Борис Чичибабин всегда шел «всуперечь потоку». Фото Роберта Нетелева/ТАСС
Чичибабин был свободен от привычных, освещенных историей традиций, если они не отвечали его собственному опыту.
Традиционно писатели обращаются к памяти детства. Для многих из них именно эти ни с чем не сравнимые по душевному наполнению впечатления становились источниками главных литературных удач. Вопреки очевидному Чичибабин не любил вспоминать о своем детстве и ничего о нем не написал.
Традиционно обращение писателей-фронтовиков к событиям Великой Отечественной войны. Вопреки этому Чичибабин прошел мимо своей службы в авиации Закавказского фронта и никаких воспоминаний о службе не оставил.
Его волнует другое: находят или не находят перипетии его судьбы отклик в нем как в поэте. Потому пятилетнее (после войны) «исправление» студента Харьковского университета тюремной камерой и подневольным лагерным трудом уложилось всего в три образца лирики – плотных, как набитая махоркой, туго скрученная цигарка, издымившаяся дотла и не вызвавшая более потребности в новых затяжках.
Помню, когда-то на Всесоюзной школе по физике прочности и пластичности кристаллов в Салтове под Харьковом украинские коллеги дали почитать переплетенную машинопись неизвестного мне тогда поэта Бориса Чичибабина.

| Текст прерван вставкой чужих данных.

// src/export/json_csv.rs

use crate::errors::{AppError, AppResult};
use crate::export::{ScheduleExport, notify_export_success};
use crate::ui::messages::info;
use std::fs::File;
use std::io::Write;
use std::path::Path;

/// Export JSON pretty-printed.
pub(crate) fn export_json(rows: &[ScheduleExport], path: &Path) -> AppResult<()> {
    info(format!("Exporting to JSON: {}", path.display()));

    let json_data = serde_json::to_string_pretty(rows)
        .map_err(|e| AppError::Export(format!("JSON serialization error: {e}")))?;

    let mut file = File::create(path)?;
    file.write_all(json_data.as_bytes())?;

    notify_export_success("JSON", path);
    Ok(())
}

/// Export CSV (header row comes from serde).
pub(crate) fn export_csv(rows: &[ScheduleExport], path: &Path) -> AppResult<()> {
    info(format!("Exporting to CSV: {}", path.display()));

    let mut wtr = csv::Writer::from_path(path)
        .map_err(|e| AppError::Export(format!("CSV open error: {e}")))?;

    for row in rows {
        wtr.serialize(row)
            .map_err(|e| AppError::Export(format!("CSV write error: {e}")))?;
    }

    wtr.flush()
        .map_err(|e| AppError::Export(format!("CSV flush error: {e}")))?;

    notify_export_success("CSV", path);
    Ok(())
}
// src/export/pdf.rs

use pdf_writer::{Content, Name, Pdf, Rect, Ref};
use std::fs::File;
use std::io::Write;
use std::path::Path;
use unicode_width::UnicodeWidthStr;

/// Minimal multi-page table writer on top of `pdf-writer`.
///
/// Object ids are handed out manually: 1 = catalog, 2 = pages tree,
/// 3 = font, everything else comes from `alloc_ref`.
pub struct PdfManager {
    pdf: Pdf,
    catalog_id: Ref,
    pages_id: Ref,
    page_refs: Vec<Ref>,
    current_content_id: Option<Ref>,

    // A4 landscape, itinerary tables are wide
    page_w: f32,
    page_h: f32,
    margin: f32,
    row_h: f32,

    next_id: i32,
    font_id: Ref,

    font_size: f32,
    header_font_size: f32,
    title_font_size: f32,
}

impl Default for PdfManager {
    fn default() -> Self {
        Self::new()
    }
}

impl PdfManager {
    pub fn new() -> Self {
        let mut pdf = Pdf::new();

        let catalog_id = Ref::new(1);
        let pages_id = Ref::new(2);
        let font_id = Ref::new(3);
        let next_id = 4;

        pdf.type1_font(font_id).base_font(Name(b"Helvetica"));

        Self {
            pdf,
            catalog_id,
            pages_id,
            page_refs: Vec::new(),
            current_content_id: None,

            page_w: 842.0,
            page_h: 595.0,
            margin: 40.0,
            row_h: 18.0,

            next_id,
            font_id,

            font_size: 9.0,
            header_font_size: 10.0,
            title_font_size: 13.0,
        }
    }

    fn alloc_ref(&mut self) -> Ref {
        let id = self.next_id;
        self.next_id += 1;
        Ref::new(id)
    }

    /// Opens a new page and returns its content stream builder.
    fn begin_page(&mut self) -> Content {
        let page_id = self.alloc_ref();
        let content_id = self.alloc_ref();

        self.page_refs.push(page_id);

        let mut page = self.pdf.page(page_id);
        page.parent(self.pages_id)
            .media_box(Rect::new(0.0, 0.0, self.page_w, self.page_h))
            .contents(content_id);

        page.resources().fonts().pair(Name(b"F1"), self.font_id);

        self.current_content_id = Some(content_id);

        Content::new()
    }

    /// Writes the stream of the page opened by `begin_page`.
    fn finish_page(&mut self, content: Content) {
        if let Some(id) = self.current_content_id {
            self.pdf.stream(id, &content.finish());
        }
    }

    /// Fills the `Pages` node with count and kids.
    fn build_pages_tree(&mut self) {
        let mut pages = self.pdf.pages(self.pages_id);
        pages.count(self.page_refs.len() as i32);
        pages.kids(self.page_refs.clone());
    }

    fn draw_text(&self, content: &mut Content, x: f32, y: f32, size: f32, text: &str) {
        content.begin_text();
        content.set_font(Name(b"F1"), size);
        content.set_text_matrix([1.0, 0.0, 0.0, 1.0, x, y]);
        content.show(pdf_writer::Str(text.as_bytes()));
        content.end_text();
    }

    fn draw_cell_borders(&self, content: &mut Content, x: f32, y: f32, w: f32, h: f32) {
        content.save_state();
        content.set_stroke_rgb(0.65, 0.65, 0.65);
        content.rect(x, y, w, h);
        content.stroke();
        content.restore_state();
    }

    fn draw_row(
        &self,
        content: &mut Content,
        y: f32,
        col_widths: &[f32],
        x_start: f32,
        row: &[String],
        font_size: f32,
    ) {
        let mut x = x_start;

        for (i, text) in row.iter().enumerate() {
            let w = col_widths[i];
            self.draw_text(content, x + 4.0, y + 5.0, font_size, text);
            self.draw_cell_borders(content, x, y, w, self.row_h);
            x += w;
        }
    }

    /// Column widths estimated from header and cell display widths,
    /// scaled down when the table would not fit the page.
    fn compute_col_widths(&self, headers: &[&str], rows: &[Vec<String>]) -> Vec<f32> {
        let mut widths: Vec<f32> = headers
            .iter()
            .map(|h| UnicodeWidthStr::width(*h) as f32 * 6.0)
            .collect();

        for row in rows {
            for (i, cell) in row.iter().enumerate() {
                let w = (UnicodeWidthStr::width(cell.as_str()) as f32 * 5.4).max(widths[i]);
                widths[i] = w;
            }
        }

        let total: f32 = widths.iter().sum();
        let max = self.page_w - 2.0 * self.margin;

        if total > max {
            let scale = max / total;
            for w in &mut widths {
                *w *= scale;
            }
        }

        widths
    }

    fn draw_page_header_footer(&self, content: &mut Content, title: &str, page: usize) {
        self.draw_text(
            content,
            self.margin,
            self.page_h - self.margin + 15.0,
            self.title_font_size,
            title,
        );

        let pg = format!("Page {}", page);
        self.draw_text(
            content,
            self.page_w - self.margin - 60.0,
            self.margin - 25.0,
            self.font_size,
            &pg,
        );
    }

    fn draw_table_header(&self, content: &mut Content, y: f32, col_widths: &[f32], row: &[String]) {
        content.save_state();
        content.set_fill_rgb(0.86, 0.92, 0.88);
        content.rect(self.margin, y, col_widths.iter().sum(), self.row_h);
        content.fill_nonzero();
        content.restore_state();

        self.draw_row(
            content,
            y,
            col_widths,
            self.margin,
            row,
            self.header_font_size,
        );
    }

    /// Multi-page table with a title on every page.
    pub fn write_table(&mut self, title: &str, headers: &[&str], rows: &[Vec<String>]) {
        let col_widths = self.compute_col_widths(headers, rows);
        let header_row: Vec<String> = headers.iter().map(|s| s.to_string()).collect();

        // No rows: still emit one page so the file is not empty.
        if rows.is_empty() {
            let mut content = self.begin_page();
            self.draw_page_header_footer(&mut content, title, 1);

            let y = self.page_h - self.margin - 30.0;
            self.draw_table_header(&mut content, y, &col_widths, &header_row);

            self.finish_page(content);
            return;
        }

        let mut remaining: &[Vec<String>] = rows;
        let mut page_idx = 1;

        while !remaining.is_empty() {
            let mut content = self.begin_page();
            self.draw_page_header_footer(&mut content, title, page_idx);

            let mut y = self.page_h - self.margin - 30.0;
            self.draw_table_header(&mut content, y, &col_widths, &header_row);

            y -= self.row_h;

            let mut consumed = 0;

            for (i, row) in remaining.iter().enumerate() {
                if y - self.row_h < self.margin {
                    break;
                }

                // zebra stripe
                if i % 2 == 0 {
                    content.save_state();
                    content.set_fill_rgb(0.96, 0.96, 0.96);
                    content.rect(self.margin, y, col_widths.iter().sum(), self.row_h);
                    content.fill_nonzero();
                    content.restore_state();
                }

                self.draw_row(
                    &mut content,
                    y,
                    &col_widths,
                    self.margin,
                    row,
                    self.font_size,
                );

                y -= self.row_h;
                consumed += 1;
            }

            self.finish_page(content);
            remaining = &remaining[consumed..];
            page_idx += 1;
        }
    }

    pub fn save(mut self, path: &Path) -> std::io::Result<()> {
        // Catalog and pages tree are built exactly once, here.
        self.pdf.catalog(self.catalog_id).pages(self.pages_id);
        self.build_pages_tree();

        let bytes = self.pdf.finish();
        let mut f = File::create(path)?;
        f.write_all(&bytes)?;
        Ok(())
    }
}
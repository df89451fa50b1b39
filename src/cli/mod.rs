// src/cli/mod.rs

pub mod commands;
pub mod parser;
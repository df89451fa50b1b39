use crate::cli::parser::Commands;
use crate::config::Config;
use crate::core::log::LogLogic;
use crate::db::pool::DbPool;
use crate::errors::AppResult;

pub fn handle(cmd: &Commands, cfg: &Config) -> AppResult<()> {
    if matches!(cmd, Commands::Log { print: true }) {
        let mut pool = DbPool::new(&cfg.database)?;
        LogLogic::print_log(&mut pool, cfg)?;
    }

    Ok(())
}
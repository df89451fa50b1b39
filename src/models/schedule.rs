use chrono::{Local, NaiveTime};
use serde::Serialize;

use super::day_time::DayTime;

#[derive(Debug, Clone, Copy, Serialize, PartialEq, Eq)]
pub enum Category {
    Other,
    Transport,
    Sightseeing,
    Meal,
    Accommodation,
    Prep,
}

impl Category {
    pub const ALL: [Category; 6] = [
        Category::Other,
        Category::Transport,
        Category::Sightseeing,
        Category::Meal,
        Category::Accommodation,
        Category::Prep,
    ];

    /// Convert enum → DB string
    pub fn to_db_str(&self) -> &'static str {
        match self {
            Category::Other => "other",
            Category::Transport => "transport",
            Category::Sightseeing => "sightseeing",
            Category::Meal => "meal",
            Category::Accommodation => "accommodation",
            Category::Prep => "prep",
        }
    }

    /// Convert DB string → enum
    pub fn from_db_str(s: &str) -> Option<Self> {
        match s {
            "other" => Some(Category::Other),
            "transport" => Some(Category::Transport),
            "sightseeing" => Some(Category::Sightseeing),
            "meal" => Some(Category::Meal),
            "accommodation" => Some(Category::Accommodation),
            "prep" => Some(Category::Prep),
            _ => None,
        }
    }

    /// Parse user input; case-insensitive, accepts a few short forms.
    pub fn from_input(s: &str) -> Option<Self> {
        match s.to_lowercase().as_str() {
            "other" => Some(Category::Other),
            "transport" | "travel" => Some(Category::Transport),
            "sightseeing" | "sight" => Some(Category::Sightseeing),
            "meal" | "food" => Some(Category::Meal),
            "accommodation" | "stay" | "hotel" => Some(Category::Accommodation),
            "prep" => Some(Category::Prep),
            _ => None,
        }
    }

    pub fn label(&self) -> &'static str {
        match self {
            Category::Other => "Other",
            Category::Transport => "Transport",
            Category::Sightseeing => "Sightseeing",
            Category::Meal => "Meal",
            Category::Accommodation => "Accommodation",
            Category::Prep => "Prep",
        }
    }
}

/// Category-specific fields of a schedule item.
///
/// Each variant carries only the fields that make sense for it, so a meal
/// can never hold a departure time and a transport leg can never hold a
/// check-in. The flat columns in the `schedule` table are mapped to and
/// from these variants in the db layer.
#[derive(Debug, Clone, Serialize, PartialEq, Eq)]
pub enum CategoryDetails {
    Other {
        place: String,
    },
    Transport {
        mode: String,
        from_place: String,
        to_place: String,
        /// Arrival leg; the departure is the item's own day and time.
        arrives: Option<DayTime>,
        booking_ref: String,
    },
    Sightseeing {
        place: String,
    },
    Meal {
        place: String,
        kind: String,
    },
    Accommodation {
        check_in: Option<DayTime>,
        check_out: Option<DayTime>,
        booked_via: String,
    },
    Prep,
}

impl CategoryDetails {
    pub fn category(&self) -> Category {
        match self {
            CategoryDetails::Other { .. } => Category::Other,
            CategoryDetails::Transport { .. } => Category::Transport,
            CategoryDetails::Sightseeing { .. } => Category::Sightseeing,
            CategoryDetails::Meal { .. } => Category::Meal,
            CategoryDetails::Accommodation { .. } => Category::Accommodation,
            CategoryDetails::Prep => Category::Prep,
        }
    }

    /// Empty details for a category, filled in by the edit flow.
    pub fn blank(category: Category) -> Self {
        match category {
            Category::Other => CategoryDetails::Other {
                place: String::new(),
            },
            Category::Transport => CategoryDetails::Transport {
                mode: String::new(),
                from_place: String::new(),
                to_place: String::new(),
                arrives: None,
                booking_ref: String::new(),
            },
            Category::Sightseeing => CategoryDetails::Sightseeing {
                place: String::new(),
            },
            Category::Meal => CategoryDetails::Meal {
                place: String::new(),
                kind: String::new(),
            },
            Category::Accommodation => CategoryDetails::Accommodation {
                check_in: None,
                check_out: None,
                booked_via: String::new(),
            },
            Category::Prep => CategoryDetails::Prep,
        }
    }

    /// Short location text for list views: the place, or the route for
    /// transport legs.
    pub fn where_str(&self) -> String {
        match self {
            CategoryDetails::Other { place }
            | CategoryDetails::Sightseeing { place }
            | CategoryDetails::Meal { place, .. } => place.clone(),
            CategoryDetails::Transport {
                from_place,
                to_place,
                ..
            } => {
                if from_place.is_empty() && to_place.is_empty() {
                    String::new()
                } else {
                    format!("{} -> {}", from_place, to_place)
                }
            }
            CategoryDetails::Accommodation { .. } | CategoryDetails::Prep => String::new(),
        }
    }
}

/// One row of the itinerary: something planned for a given day and time.
#[derive(Debug, Clone, Serialize)]
pub struct ScheduleItem {
    pub id: i64,
    pub trip_id: i64,
    pub day: i64,
    pub time: NaiveTime,
    pub end_time: Option<NaiveTime>,
    pub title: String,
    pub details: CategoryDetails,
    /// Cost in minor units of the configured currency (cents).
    pub amount: i64,
    pub note: String,
    pub created_at: String,
}

impl ScheduleItem {
    pub fn new(
        trip_id: i64,
        day: i64,
        time: NaiveTime,
        title: &str,
        details: CategoryDetails,
    ) -> Self {
        ScheduleItem {
            id: 0,
            trip_id,
            day,
            time,
            end_time: None,
            title: title.to_string(),
            details,
            amount: 0,
            note: String::new(),
            created_at: Local::now().format("%Y-%m-%d %H:%M:%S").to_string(),
        }
    }

    pub fn category(&self) -> Category {
        self.details.category()
    }

    pub fn time_str(&self) -> String {
        self.time.format("%H:%M").to_string()
    }

    pub fn end_time_str(&self) -> String {
        match self.end_time {
            Some(t) => t.format("%H:%M").to_string(),
            None => String::new(),
        }
    }
}
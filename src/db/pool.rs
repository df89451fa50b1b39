//! SQLite connection wrapper (lightweight for CLI usage).

use rusqlite::{Connection, Result};
use std::path::Path;

use crate::db::watch::ChangeFeed;

pub struct DbPool {
    pub conn: Connection,
    /// In-process change notifications; every committed mutation goes
    /// through [`ChangeFeed::emit`].
    pub feed: ChangeFeed,
}

impl DbPool {
    pub fn new(path: &str) -> Result<Self> {
        let conn = Connection::open(Path::new(path))?;
        conn.pragma_update(None, "foreign_keys", "ON")?;
        Ok(Self {
            conn,
            feed: ChangeFeed::new(),
        })
    }

    /// Helper to execute a closure with a mutable connection reference.
    pub fn with_conn<F, T>(&mut self, func: F) -> Result<T>
    where
        F: FnOnce(&mut Connection) -> Result<T>,
    {
        func(&mut self.conn)
    }

    /// SQLite's connection-global change counter. It moves whenever any
    /// connection (this process or another) commits to the database, which
    /// is what the watch loop polls.
    pub fn data_version(&self) -> Result<i64> {
        self.conn
            .query_row("PRAGMA data_version", [], |row| row.get(0))
    }
}
use std::future::Future;

use crate::error::Error;
use crate::oauth::{DiscordClient, TokenResponse};
use crate::types::DiscordUser;

/// OAuth2 identity provider used by the login routes.
///
/// [`DiscordClient`] is the production implementation. The two async calls are
/// made strictly in sequence by the callback handler: the profile fetch needs
/// the access token from the exchange.
///
/// # Example
///
/// ```rust,ignore
/// impl IdentityProvider for StubProvider {
///     fn authorization_url(&self) -> String {
///         "https://id.example.com/authorize".into()
///     }
///
///     async fn exchange_code(&self, code: &str) -> Result<TokenResponse, Error> {
///         Ok(TokenResponse::bearer(format!("token-for-{code}")))
///     }
///
///     async fn fetch_user(&self, access_token: &str) -> Result<DiscordUser, Error> {
///         Ok(DiscordUser::new("42".parse()?, "nova"))
///     }
/// }
/// ```
pub trait IdentityProvider: Send + Sync + 'static {
    /// Authorize URL the browser is sent to by the login route.
    fn authorization_url(&self) -> String;

    /// Exchange a single-use authorization code for an access token.
    fn exchange_code(
        &self,
        code: &str,
    ) -> impl Future<Output = Result<TokenResponse, Error>> + Send;

    /// Fetch the profile of the user the access token belongs to.
    fn fetch_user(
        &self,
        access_token: &str,
    ) -> impl Future<Output = Result<DiscordUser, Error>> + Send;
}

impl IdentityProvider for DiscordClient {
    fn authorization_url(&self) -> String {
        DiscordClient::authorization_url(self)
    }

    fn exchange_code(
        &self,
        code: &str,
    ) -> impl Future<Output = Result<TokenResponse, Error>> + Send {
        DiscordClient::exchange_code(self, code)
    }

    fn fetch_user(
        &self,
        access_token: &str,
    ) -> impl Future<Output = Result<DiscordUser, Error>> + Send {
        self.get_user(access_token)
    }
}
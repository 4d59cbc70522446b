use std::time::Duration;

use serde::Deserialize;
use url::Url;

use crate::error::Error;
use crate::types::DiscordUser;

const DEFAULT_AUTH_URL: &str = "https://discord.com/oauth2/authorize";
const DEFAULT_API_BASE: &str = "https://discord.com/api/";
const DEFAULT_TIMEOUT: Duration = Duration::from_secs(5);

/// Discord `OAuth2` configuration.
///
/// Client id, secret and redirect URI are constructor parameters; everything else has a Discord default.
///
/// ```rust,ignore
/// use spacewalk_accounts::OAuthConfig;
///
/// let config = OAuthConfig::new("client-id", "client-secret", "https://api.example.com/auth/discord/callback".parse()?)
///     .with_scopes(vec!["identify".into(), "email".into()]);
/// ```
#[derive(Debug, Clone)]
#[non_exhaustive]
pub struct OAuthConfig {
    pub(crate) client_id: String,
    pub(crate) client_secret: String,
    pub(crate) auth_url: Url,
    pub(crate) token_url: Url,
    pub(crate) user_url: Url,
    pub(crate) redirect_uri: Url,
    pub(crate) scopes: Vec<String>,
    pub(crate) timeout: Duration,
}

impl OAuthConfig {
    /// Create a new Discord `OAuth2` configuration.
    #[must_use]
    pub fn new(
        client_id: impl Into<String>,
        client_secret: impl Into<String>,
        redirect_uri: Url,
    ) -> Self {
        let api_base = Url::parse(DEFAULT_API_BASE).expect("valid default URL");
        Self {
            client_id: client_id.into(),
            client_secret: client_secret.into(),
            redirect_uri,
            auth_url: DEFAULT_AUTH_URL.parse().expect("valid default URL"),
            token_url: api_base.join("oauth2/token").expect("valid default URL"),
            user_url: api_base.join("users/@me").expect("valid default URL"),
            scopes: vec!["identify".into(), "email".into(), "guilds".into()],
            timeout: DEFAULT_TIMEOUT,
        }
    }

    /// Override the authorization endpoint.
    #[must_use]
    pub fn with_auth_url(mut self, url: Url) -> Self {
        self.auth_url = url;
        self
    }

    /// Override the token endpoint.
    #[must_use]
    pub fn with_token_url(mut self, url: Url) -> Self {
        self.token_url = url;
        self
    }

    /// Override the current-user endpoint.
    #[must_use]
    pub fn with_user_url(mut self, url: Url) -> Self {
        self.user_url = url;
        self
    }

    /// Point token and user endpoints at another API base (staging, test doubles).
    ///
    /// The base must end with `/` for the relative endpoints to resolve under it.
    ///
    /// # Errors
    ///
    /// Returns [`Error::Config`] if the endpoints cannot be joined onto `base`.
    pub fn with_api_base(mut self, base: &Url) -> Result<Self, Error> {
        let join = |path: &str| {
            base.join(path)
                .map_err(|e| Error::Config(format!("API base {base}: {e}")))
        };
        self.token_url = join("oauth2/token")?;
        self.user_url = join("users/@me")?;
        Ok(self)
    }

    /// Override the requested scopes (default: `identify email guilds`).
    #[must_use]
    pub fn with_scopes(mut self, scopes: Vec<String>) -> Self {
        self.scopes = scopes;
        self
    }

    /// Upper bound for each outbound request (default: 5 seconds).
    #[must_use]
    pub fn with_timeout(mut self, timeout: Duration) -> Self {
        self.timeout = timeout;
        self
    }

    #[must_use]
    pub fn client_id(&self) -> &str {
        &self.client_id
    }

    #[must_use]
    pub fn auth_url(&self) -> &Url {
        &self.auth_url
    }

    #[must_use]
    pub fn token_url(&self) -> &Url {
        &self.token_url
    }

    #[must_use]
    pub fn user_url(&self) -> &Url {
        &self.user_url
    }

    #[must_use]
    pub fn redirect_uri(&self) -> &Url {
        &self.redirect_uri
    }

    #[must_use]
    pub fn scopes(&self) -> &[String] {
        &self.scopes
    }

    #[must_use]
    pub fn timeout(&self) -> Duration {
        self.timeout
    }
}

/// `OAuth2` client for Discord.
pub struct DiscordClient {
    config: OAuthConfig,
    http: reqwest::Client,
}

/// Token response from the Discord token endpoint.
#[derive(Debug, Clone, Deserialize)]
#[non_exhaustive]
pub struct TokenResponse {
    pub access_token: String,
    pub token_type: String,
    #[serde(default)]
    pub expires_in: Option<u64>,
    #[serde(default)]
    pub refresh_token: Option<String>,
    #[serde(default)]
    pub scope: Option<String>,
}

impl TokenResponse {
    #[must_use]
    pub fn bearer(access_token: impl Into<String>) -> Self {
        Self {
            access_token: access_token.into(),
            token_type: "Bearer".into(),
            expires_in: None,
            refresh_token: None,
            scope: None,
        }
    }
}

impl DiscordClient {
    #[must_use]
    pub fn new(config: OAuthConfig) -> Self {
        Self {
            config,
            http: reqwest::Client::new(),
        }
    }

    /// Use a custom HTTP client (for connection pool reuse or testing).
    #[must_use]
    pub fn with_http_client(mut self, client: reqwest::Client) -> Self {
        self.http = client;
        self
    }

    #[must_use]
    pub fn config(&self) -> &OAuthConfig {
        &self.config
    }

    /// Build the authorize URL the browser is redirected to.
    #[must_use]
    pub fn authorization_url(&self) -> String {
        let scope = self.config.scopes.join(" ");

        let mut url = self.config.auth_url.clone();
        url.query_pairs_mut()
            .append_pair("client_id", &self.config.client_id)
            .append_pair("response_type", "code")
            .append_pair("redirect_uri", self.config.redirect_uri.as_str())
            .append_pair("scope", &scope);

        url.into()
    }

    /// Exchange an authorization code for an access token.
    ///
    /// # Errors
    ///
    /// Returns [`Error::Http`] on network failure or timeout, or
    /// [`Error::OAuth`] if the token endpoint returns an error.
    pub async fn exchange_code(&self, code: &str) -> Result<TokenResponse, Error> {
        let params = [
            ("client_id", self.config.client_id.as_str()),
            ("client_secret", self.config.client_secret.as_str()),
            ("grant_type", "authorization_code"),
            ("code", code),
            ("redirect_uri", self.config.redirect_uri.as_str()),
        ];

        let response = self
            .http
            .post(self.config.token_url.clone())
            .timeout(self.config.timeout)
            .form(&params)
            .send()
            .await?;

        let response = Self::ensure_success(response, "token exchange").await?;
        response.json::<TokenResponse>().await.map_err(Into::into)
    }

    /// Fetch the current user with an access token.
    ///
    /// # Errors
    ///
    /// Returns [`Error::Http`] on network failure or timeout, or
    /// [`Error::OAuth`] if the user endpoint returns an error.
    pub async fn get_user(&self, access_token: &str) -> Result<DiscordUser, Error> {
        let response = self
            .http
            .get(self.config.user_url.clone())
            .timeout(self.config.timeout)
            .bearer_auth(access_token)
            .send()
            .await?;

        let response = Self::ensure_success(response, "user request").await?;
        response.json::<DiscordUser>().await.map_err(Into::into)
    }

    async fn ensure_success(
        response: reqwest::Response,
        operation: &'static str,
    ) -> Result<reqwest::Response, Error> {
        if response.status().is_success() {
            return Ok(response);
        }
        let status = response.status().as_u16();
        let body = response.text().await.unwrap_or_default();
        Err(Error::OAuth {
            operation,
            status: Some(status),
            detail: body,
        })
    }
}
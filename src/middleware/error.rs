use axum::Json;
use axum::http::StatusCode;
use axum::response::{IntoResponse, Response};

use super::types::ErrorBody;

/// Authentication errors for the middleware layer.
///
/// Every variant renders as the uniform `{success: false, error: {code, message}}`
/// envelope. Upstream and configuration details are logged, never sent.
#[derive(Debug, thiserror::Error)]
pub enum AuthError {
    /// Callback reached without an authorization code.
    #[error("No code provided")]
    MissingCode,

    /// Discord rejected the exchange or could not be reached.
    #[error("Upstream auth error: {0}")]
    Upstream(String),

    /// Request carried no session cookie.
    #[error("No token provided")]
    NoToken,

    /// Session cookie failed signature or expiry checks.
    #[error("Invalid token: {0}")]
    InvalidToken(String),

    /// Missing or invalid configuration.
    #[error("Configuration error: {0}")]
    Config(String),

    /// Server-side failure unrelated to the caller's input.
    #[error("Internal error: {0}")]
    Internal(String),
}

impl AuthError {
    #[must_use]
    pub fn status(&self) -> StatusCode {
        match self {
            Self::MissingCode => StatusCode::BAD_REQUEST,
            Self::NoToken | Self::InvalidToken(_) => StatusCode::UNAUTHORIZED,
            Self::Upstream(_) | Self::Config(_) | Self::Internal(_) => {
                StatusCode::INTERNAL_SERVER_ERROR
            }
        }
    }

    /// Code and message sent to the client.
    #[must_use]
    pub fn public_parts(&self) -> (&'static str, &'static str) {
        match self {
            Self::MissingCode => ("MISSING_CODE", "No code provided."),
            Self::Upstream(_) => ("AUTHENTICATION_FAILED", "Authentication failed."),
            Self::NoToken => ("NO_TOKEN", "No token provided."),
            Self::InvalidToken(_) => ("INVALID_TOKEN", "Invalid or expired token."),
            Self::Config(_) | Self::Internal(_) => ("INTERNAL_ERROR", "Internal error."),
        }
    }
}

impl IntoResponse for AuthError {
    fn into_response(self) -> Response {
        match &self {
            Self::Upstream(_) | Self::Config(_) | Self::Internal(_) => {
                tracing::error!(error = %self, "Auth internal error");
            }
            Self::InvalidToken(reason) => {
                tracing::debug!(reason = %reason, "Rejected session token");
            }
            Self::MissingCode | Self::NoToken => {}
        }

        let (code, message) = self.public_parts();
        (self.status(), Json(ErrorBody::new(code, message))).into_response()
    }
}

impl From<crate::error::Error> for AuthError {
    fn from(e: crate::error::Error) -> Self {
        match e {
            crate::error::Error::Token(_) | crate::error::Error::TokenExpired => {
                Self::InvalidToken(e.to_string())
            }
            crate::error::Error::Config(msg) => Self::Config(msg),
            other => Self::Upstream(other.to_string()),
        }
    }
}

С тех пор не забылись строки из его «Судакских элегий»:
О, нет беды кромешней
и черней,
когда надежда сыплется
с корней
в соленый мрамор сахарных
расселин,
и только сердцу снится
по утрам
угрюмый мыс,
как бы индийский храм,
слетающий в голубизну
и зелень...
И вот спустя три года с того заочного знакомства собралась очередная школа, а на ней – вечер Чичибабина. Посреди зимы в круглом танцевальном зале тесно сгрудились физики из разных городов Советского Союза. Они сидели в куртках и шубах: зал не отапливался. На досках пола блестел слоистый иней. И только Борис Алексеевич был в темном костюме, бледный, заметно взволнованный. Оказалось, что мы присутствовали на его первом вечере после долгого запрета. А исключение из Союза писателей СССР и запрет на публичные выступления был вызван стихотворением «Памяти А. Твардовского» с неприемлемыми по тому времени строчками:
И если жив еще народ,
то почему его не слышно
и почему во лжи облыжной
молчит, дерьма набравши
в рот?
(Здесь и далее цитирую по изданию: Борис Чичибабин. Всуперечь потоку. СПб., 2018.)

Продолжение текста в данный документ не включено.